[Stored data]
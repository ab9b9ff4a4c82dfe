//! # Database Pool Management
//!
//! One pool per process, created at startup and handed to whoever needs
//! it. Repositories get a cloned handle; nothing is stored in a global.
//!
//! ## Architecture
//! ```text
//! ┌─────────────────────────────────────────────────────────────────────────┐
//! │                      Database Connection Pool                           │
//! │                                                                         │
//! │  Process startup                                                       │
//! │       │                                                                 │
//! │       ▼                                                                 │
//! │  DbConfig::from_env() / DbConfig::new(path)                            │
//! │       │                                                                 │
//! │       ▼                                                                 │
//! │  Database::new(config).await ← Create pool + run migrations            │
//! │       │                                                                 │
//! │       ▼                                                                 │
//! │  ┌─────────────────────────────────────────┐                           │
//! │  │            SqlitePool                    │                           │
//! │  │  ┌─────┐ ┌─────┐ ┌─────┐ ┌─────┐       │                           │
//! │  │  │Conn1│ │Conn2│ │Conn3│ │Conn4│ ...   │  (max_connections)        │
//! │  │  └─────┘ └─────┘ └─────┘ └─────┘       │                           │
//! │  └─────────────────────────────────────────┘                           │
//! │       │                                                                 │
//! │       ▼                                                                 │
//! │  db.users() / db.properties() / db.reservations() / db.reviews()       │
//! │  (each request borrows a connection for one statement)                 │
//! │       │                                                                 │
//! │       ▼                                                                 │
//! │  Process shutdown: db.close().await                                    │
//! └─────────────────────────────────────────────────────────────────────────┘
//! ```

use sqlx::sqlite::{SqliteConnectOptions, SqliteJournalMode, SqlitePoolOptions, SqliteSynchronous};
use sqlx::SqlitePool;
use std::str::FromStr;
use tracing::{debug, info};

use crate::config::DbConfig;
use crate::error::{DbError, DbResult};
use crate::migrations;
use crate::repository::property::PropertyRepository;
use crate::repository::reservation::ReservationRepository;
use crate::repository::review::ReviewRepository;
use crate::repository::user::UserRepository;

/// Main database handle providing repository access.
///
/// Cheap to clone: clones share the same pool.
///
/// ## Usage
/// ```rust,ignore
/// let db = Database::new(DbConfig::from_env()?).await?;
///
/// let user = db.users().get_by_email("tristanjacobs@gmail.com").await?;
/// let listings = db.properties().search(&filter, 10).await?;
///
/// db.close().await;
/// ```
#[derive(Debug, Clone)]
pub struct Database {
    pool: SqlitePool,
}

impl Database {
    /// Creates a new database connection pool.
    ///
    /// ## What This Does
    /// 1. Creates the database file if it doesn't exist
    /// 2. Configures SQLite:
    ///    - WAL mode for concurrent reads (file databases)
    ///    - NORMAL synchronous
    ///    - Foreign keys enabled
    /// 3. Creates the connection pool
    /// 4. Runs migrations (if enabled)
    pub async fn new(config: DbConfig) -> DbResult<Self> {
        info!(
            path = %config.database_path.display(),
            "Initializing database connection"
        );

        let base_options = if config.is_in_memory() {
            SqliteConnectOptions::from_str("sqlite::memory:")
                .map_err(|e| DbError::ConnectionFailed(e.to_string()))?
        } else {
            let connect_url = format!("sqlite://{}?mode=rwc", config.database_path.display());
            SqliteConnectOptions::from_str(&connect_url)
                .map_err(|e| DbError::ConnectionFailed(e.to_string()))?
                .journal_mode(SqliteJournalMode::Wal)
                .synchronous(SqliteSynchronous::Normal)
                .create_if_missing(true)
        };

        // SQLite has foreign keys disabled by default
        let connect_options = base_options.foreign_keys(true);

        debug!("Connection options configured");

        let pool = SqlitePoolOptions::new()
            .max_connections(config.max_connections)
            .min_connections(config.min_connections)
            .acquire_timeout(config.connect_timeout)
            .idle_timeout(Some(config.idle_timeout))
            .connect_with(connect_options)
            .await
            .map_err(|e| DbError::ConnectionFailed(e.to_string()))?;

        info!(
            max_connections = config.max_connections,
            "Database pool created"
        );

        let db = Database { pool };

        if config.run_migrations {
            db.run_migrations().await?;
        }

        Ok(db)
    }

    /// Runs database migrations. Called by `new()` unless disabled.
    pub async fn run_migrations(&self) -> DbResult<()> {
        info!("Running database migrations");
        migrations::run_migrations(&self.pool).await?;
        info!("Migrations complete");
        Ok(())
    }

    /// Returns `(total, applied)` migration counts.
    pub async fn migration_status(&self) -> DbResult<(usize, usize)> {
        migrations::migration_status(&self.pool).await
    }

    /// Returns a reference to the connection pool.
    ///
    /// For queries not covered by repositories.
    pub fn pool(&self) -> &SqlitePool {
        &self.pool
    }

    /// Returns the user repository.
    pub fn users(&self) -> UserRepository {
        UserRepository::new(self.pool.clone())
    }

    /// Returns the property repository.
    pub fn properties(&self) -> PropertyRepository {
        PropertyRepository::new(self.pool.clone())
    }

    /// Returns the reservation repository.
    pub fn reservations(&self) -> ReservationRepository {
        ReservationRepository::new(self.pool.clone())
    }

    /// Returns the review repository.
    pub fn reviews(&self) -> ReviewRepository {
        ReviewRepository::new(self.pool.clone())
    }

    /// Closes the pool. Repository calls fail afterwards.
    pub async fn close(&self) {
        info!("Closing database connection pool");
        self.pool.close().await;
    }

    /// Checks if the database can execute queries.
    pub async fn health_check(&self) -> bool {
        sqlx::query("SELECT 1").execute(&self.pool).await.is_ok()
    }
}

#[cfg(test)]
mod tests {
    use super::*;

    #[tokio::test]
    async fn test_in_memory_database() {
        let db = Database::new(DbConfig::in_memory()).await.unwrap();

        assert!(db.health_check().await);

        let (total, applied) = db.migration_status().await.unwrap();
        assert_eq!(total, 1);
        assert_eq!(applied, 1);
    }

    #[tokio::test]
    async fn test_migrations_are_idempotent() {
        let db = Database::new(DbConfig::in_memory()).await.unwrap();
        db.run_migrations().await.unwrap();

        let (_, applied) = db.migration_status().await.unwrap();
        assert_eq!(applied, 1);
    }

    #[tokio::test]
    async fn test_without_migrations_has_no_tables() {
        let config = DbConfig::in_memory().run_migrations(false);
        let db = Database::new(config).await.unwrap();

        let (total, applied) = db.migration_status().await.unwrap();
        assert_eq!((total, applied), (1, 0));
        assert!(db.users().get_by_id(1).await.is_err());
    }

    #[tokio::test]
    async fn test_closed_pool_fails_health_check() {
        let db = Database::new(DbConfig::in_memory()).await.unwrap();
        db.close().await;

        assert!(!db.health_check().await);
        assert!(matches!(
            db.users().get_by_id(1).await,
            Err(DbError::ConnectionFailed(_))
        ));
    }
}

YOUR ASSIGNMENT: Search the entries for the word "created", then copy every line in which it is found.

ANSWER SECTION:
//! One pool per process, created at startup and handed to whoever needs
            "Database pool created"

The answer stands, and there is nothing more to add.